Wednesday, June 13, 2018

AppDate, the June 2018 Alumni Newsletter
Tuesday, June 13, 2018

Chancellor Sheri Everts’ message to alumni

1968 was a remarkable year for our nation — and, for Appalachian as we transitioned from a teachers college to a multidisciplinary, regional university. Enrollment was close to 5,000 and full-time faculty had grown to more than 300.

Over the course of this year, we are celebrating the 50th anniversary of the College of Arts and Sciences, the College of Fine and Applied Arts, the Reich College of Education, the Hayes School of Music Cannon Music Camp and women’s Athletics.

Many campus expansion and improvement projects are underway, including Sanford Hall, which first opened in 1968 — with no major renovation or upgrades since. As this building is one in which every student has at least one class, I’m sure you have Sanford memories of your own.

Additionally, we have many projects underway to improve and enhance life on Appalachian’s campus:

  • Seven residence halls — Bowie, Coltrane, Eggers, Gardner, Winkler, Justice and East — are being renovated or replaced. We will be adding 400 new beds for a total of 2,200. And, we are committed to building sustainable, efficient buildings, first, because that is the right thing to do, and to help contain housing costs for our students.
  • The Leon Levine Hall of Health Sciences — the first completed Connect NC Bond project — is on target to open in August.
  • The north end zone project at Kidd Brewer Stadium is in the design phase.
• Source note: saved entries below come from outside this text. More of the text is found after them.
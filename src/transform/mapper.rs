//! Row → [`ServiceRecord`] mapping.

use tracing::warn;

use crate::error::{PipelineError, PipelineResult};
use crate::models::{Named, ProviderOffer, ServiceRecord};
use crate::types::{Schema, Value};

use super::ProviderColumn;

/// Scalar fields of a [`ServiceRecord`] and the source column each one is read from.
#[derive(Debug, Clone, Copy, PartialEq, Eq)]
pub enum ServiceField {
    Name,
    ProductIndex,
    Department,
    Speciality,
    Category,
    NatureOfProcedure,
}

impl ServiceField {
    pub const ALL: [ServiceField; 6] = [
        ServiceField::Name,
        ServiceField::ProductIndex,
        ServiceField::Department,
        ServiceField::Speciality,
        ServiceField::Category,
        ServiceField::NatureOfProcedure,
    ];

    pub fn source_column(self) -> &'static str {
        match self {
            ServiceField::Name => "SERVICE",
            ServiceField::ProductIndex => "PRODUCT INDEX",
            ServiceField::Department => "DEPARTMENT",
            ServiceField::Speciality => "SPECIALTY",
            ServiceField::Category => "CATEGORY",
            ServiceField::NatureOfProcedure => "NATURE OF ENT. PROCEDURE",
        }
    }
}

/// Maps rows of one table shape to records.
///
/// Column positions are resolved once in [`RowMapper::new`]. Columns that are absent from the
/// table behave like null cells: scalars become `""` and the provider is omitted.
#[derive(Debug, Clone)]
pub struct RowMapper {
    scalars: [Option<usize>; 6],
    providers: Vec<(usize, ProviderColumn)>,
}

impl RowMapper {
    pub fn new(schema: &Schema, provider_columns: &[ProviderColumn]) -> Self {
        let scalars = ServiceField::ALL.map(|f| schema.index_of(f.source_column()));

        let mut providers = Vec::with_capacity(provider_columns.len());
        for p in provider_columns {
            match schema.index_of(&p.column) {
                Some(idx) => providers.push((idx, p.clone())),
                None => warn!(column = %p.column, id = p.id, "provider column not in table; never priced"),
            }
        }

        Self { scalars, providers }
    }

    /// Build the record for `row`.
    ///
    /// `row_number` is only used in error messages.
    pub fn map_row(&self, row_number: usize, row: &[Value]) -> PipelineResult<ServiceRecord> {
        let text = |field: ServiceField| -> PipelineResult<String> {
            let idx = self.scalars[field as usize];
            let cell = idx.and_then(|i| row.get(i)).unwrap_or(&Value::Null);
            match cell {
                Value::Null => Ok(String::new()),
                Value::Utf8(s) => Ok(s.clone()),
                other => Err(PipelineError::validation(
                    row_number,
                    field.source_column(),
                    format!("expected text, got {} '{other}'", other.kind()),
                )),
            }
        };

        let mut service_providers = Vec::with_capacity(self.providers.len());
        for (idx, provider) in &self.providers {
            let cell = row.get(*idx).unwrap_or(&Value::Null);
            if cell.is_null() {
                continue;
            }
            let price = price_of(cell).map_err(|message| {
                PipelineError::validation(row_number, &provider.column, message)
            })?;
            service_providers.push(ProviderOffer {
                id: provider.id,
                price,
            });
        }

        Ok(ServiceRecord {
            name: text(ServiceField::Name)?,
            product_index: text(ServiceField::ProductIndex)?,
            department: Named::new(text(ServiceField::Department)?),
            speciality: Named::new(text(ServiceField::Speciality)?),
            category: Named::new(text(ServiceField::Category)?),
            nature_of_procedure: Named::new(text(ServiceField::NatureOfProcedure)?),
            service_providers,
        })
    }
}

/// Map a single row without keeping the resolved mapper around.
pub fn map_row(
    schema: &Schema,
    row: &[Value],
    provider_columns: &[ProviderColumn],
) -> PipelineResult<ServiceRecord> {
    RowMapper::new(schema, provider_columns).map_row(1, row)
}

fn price_of(cell: &Value) -> Result<f64, String> {
    let price = match cell {
        Value::Int64(_) | Value::Float64(_) => cell.as_f64(),
        Value::Utf8(s) => s.trim().parse::<f64>().ok(),
        _ => None,
    }
    .ok_or_else(|| format!("expected a numeric price, got {} '{cell}'", cell.kind()))?;

    if price.is_finite() {
        Ok(price)
    } else {
        Err(format!("price must be finite, got '{cell}'"))
    }
}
Our intent is to accommodate various athletics and academic uses, including athletic training and nutrition science research, as well as conference and continuing education training space, an orthopedic clinic, dining facilities, a team store, hydrotherapy, more than 1,000 club seats, and offices for coaches and athletics staff.
  • We are fundraising — and have just surpassed the $100,000 goal — for the plots and garden designated as a gathering space for the National Pan-Hellenic Council (NPHC), the governing council for nine historically black fraternities and sororities, seven of which are currently represented at Appalachian. The funds are dedicated not only for construction but to leadership development scholarships as well.
  • Several millennial campus projects are in the works. The site for a biology research facility and conservatory connected to a nature preserve at the old Broyhill Inn and Conference Center will be dedicated next month during the 2018 Appalachian Energy Summit.

Walker College of Business alumni will be pleased to hear the college has been re-accredited for a standard, five-year extension by the Association to Advance Collegiate Schools of Business (AACSB) International. Less than 5 percent of business schools worldwide have earned this distinction. You have good reason to be proud of your degree.
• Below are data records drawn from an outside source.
//! One run of the job: load → clean → transform → save → deliver.

use std::path::PathBuf;
use std::sync::Arc;

use serde::Serialize;
use tracing::info;

use crate::config::PipelineConfig;
use crate::delivery::{DeliveryResponse, RecordSink};
use crate::error::PipelineResult;
use crate::ingestion::{ingest_from_path, TracingObserver};
use crate::models::ServiceRecord;
use crate::output::save_records;
use crate::processing::Cleaner;
use crate::transform::transform;

/// What a completed run did.
#[derive(Debug, Clone, PartialEq, Serialize)]
pub struct RunSummary {
    pub input_rows: usize,
    pub cleaned_rows: usize,
    pub records: usize,
    pub output_path: PathBuf,
    pub response: DeliveryResponse,
}

/// Load and clean the input, then map it to records. No files are written.
pub fn build_records(config: &PipelineConfig) -> PipelineResult<(usize, usize, Vec<ServiceRecord>)> {
    let mut options = config.ingestion_options();
    options.observer = Some(Arc::new(TracingObserver));

    let raw = ingest_from_path(&config.raw_data_path, &options)?;
    let cleaned = Cleaner::new(config.cleaning.clone()).clean(&raw)?;
    let records = transform(&cleaned, &config.provider_columns)?;
    Ok((raw.row_count(), cleaned.row_count(), records))
}

/// Run every stage once, in order. The first error ends the run.
pub fn run(config: &PipelineConfig, sink: &dyn RecordSink) -> PipelineResult<RunSummary> {
    info!(input = %config.raw_data_path.display(), "pipeline starting");

    let (input_rows, cleaned_rows, records) = build_records(config)?;
    save_records(&config.processed_data_path, &records)?;
    let response = sink.deliver(&records)?;

    info!(
        input_rows,
        cleaned_rows,
        records = records.len(),
        status = response.status,
        "pipeline finished"
    );
    Ok(RunSummary {
        input_rows,
        cleaned_rows,
        records: records.len(),
        output_path: config.processed_data_path.clone(),
        response,
    })
}
#![cfg(feature = "excel")]

use std::path::Path;

use calamine::{open_workbook_auto, Data, Reader};
use tracing::debug;

use crate::error::{PipelineError, PipelineResult};
use crate::types::{DataSet, Schema, Value};

use super::header;

/// Load one sheet of a workbook (`.xlsx`, `.xls`, `.ods`, etc.) into an in-memory `DataSet`.
///
/// Behavior:
/// - Picks `sheet_name` if provided; otherwise uses the first sheet in the workbook
/// - Detects the first non-empty row as the header row and keeps every column it spans
/// - Names blank header cells `Unnamed: <column index>`
/// - Reads remaining rows, trimming text and mapping empty cells and blank strings to
///   [`Value::Null`]
pub fn ingest_excel_from_path(path: impl AsRef<Path>, sheet_name: Option<&str>) -> PipelineResult<DataSet> {
    let path = path.as_ref();
    let mut workbook = open_workbook_auto(path)?;

    let sheet = match sheet_name {
        Some(name) => name.to_string(),
        None => workbook
            .sheet_names()
            .first()
            .cloned()
            .ok_or_else(|| PipelineError::schema("workbook has no sheets"))?,
    };

    let range = workbook.worksheet_range(&sheet)?;
    let ds = ingest_sheet_range(&range).map_err(|e| wrap_schema_err_with_sheet(&sheet, e))?;
    debug!(
        path = %path.display(),
        sheet = %sheet,
        rows = ds.row_count(),
        columns = ds.column_count(),
        "read worksheet"
    );
    Ok(ds)
}

fn ingest_sheet_range(range: &calamine::Range<Data>) -> PipelineResult<DataSet> {
    // The range starts at the first used cell, not at A1.
    let first_column = range.start().map(|(_, col)| col as usize).unwrap_or(0);

    let mut rows_iter = range.rows().skip_while(|row| row.iter().all(|c| matches!(c, Data::Empty)));
    let header_cells: Vec<String> = rows_iter
        .next()
        .ok_or_else(|| PipelineError::schema("sheet has no non-empty rows (no header row found)"))?
        .iter()
        .map(cell_to_header_string)
        .collect();
    let schema = Schema::new(header::column_names(&header_cells, first_column));

    let rows = rows_iter
        .map(|row| {
            (0..schema.len())
                .map(|idx| convert_cell(row.get(idx).unwrap_or(&Data::Empty)))
                .collect()
        })
        .collect();

    Ok(DataSet::new(schema, rows))
}

fn wrap_schema_err_with_sheet(sheet: &str, err: PipelineError) -> PipelineError {
    match err {
        PipelineError::Schema { message } => PipelineError::Schema {
            message: format!("sheet '{sheet}': {message}"),
        },
        other => other,
    }
}

fn cell_to_header_string(c: &Data) -> String {
    match c {
        Data::String(s) => s.clone(),
        Data::Float(f) if f.fract() == 0.0 => (*f as i64).to_string(),
        Data::Empty => String::new(),
        other => other.to_string(),
    }
}

fn convert_cell(c: &Data) -> Value {
    match c {
        Data::Empty | Data::Error(_) => Value::Null,
        Data::String(s) => match s.trim() {
            "" => Value::Null,
            text => Value::Utf8(text.to_string()),
        },
        Data::Int(i) => Value::Int64(*i),
        Data::Float(f) => Value::Float64(*f),
        Data::Bool(b) => Value::Bool(*b),
        other => Value::Utf8(other.to_string()),
    }
}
Our fall calendar is filling quickly. I hope to see you on campus for some, if not all of the following:

  • Our Founders Day Plaza dedication Wednesday, Sept. 5. As a tribute to our founders — B.B. and D.D. Dougherty and Lillie Shull Dougherty — a new plaza, located in the area behind the Appalachian sign off Hardin Street, will provide a more prominent home for the university’s sculpture of B.B. Dougherty, and will provide a new outdoor space for studying, small gatherings and scheduled campus events. Construction will take place over the summer. A new Founders Day tradition will be celebrated each fall to honor our founders and the first day of classes in 1899.
  • The opening and ribbon-cutting for Levine Hall, the new Beaver College of Health Sciences building, on Friday, Sept. 21.
  • And homecoming September 28-29! The festivities will include a celebration at our new NPHC Plots and Garden and many other traditions and festivities before we beat the South Alabama Jaguars on the gridiron!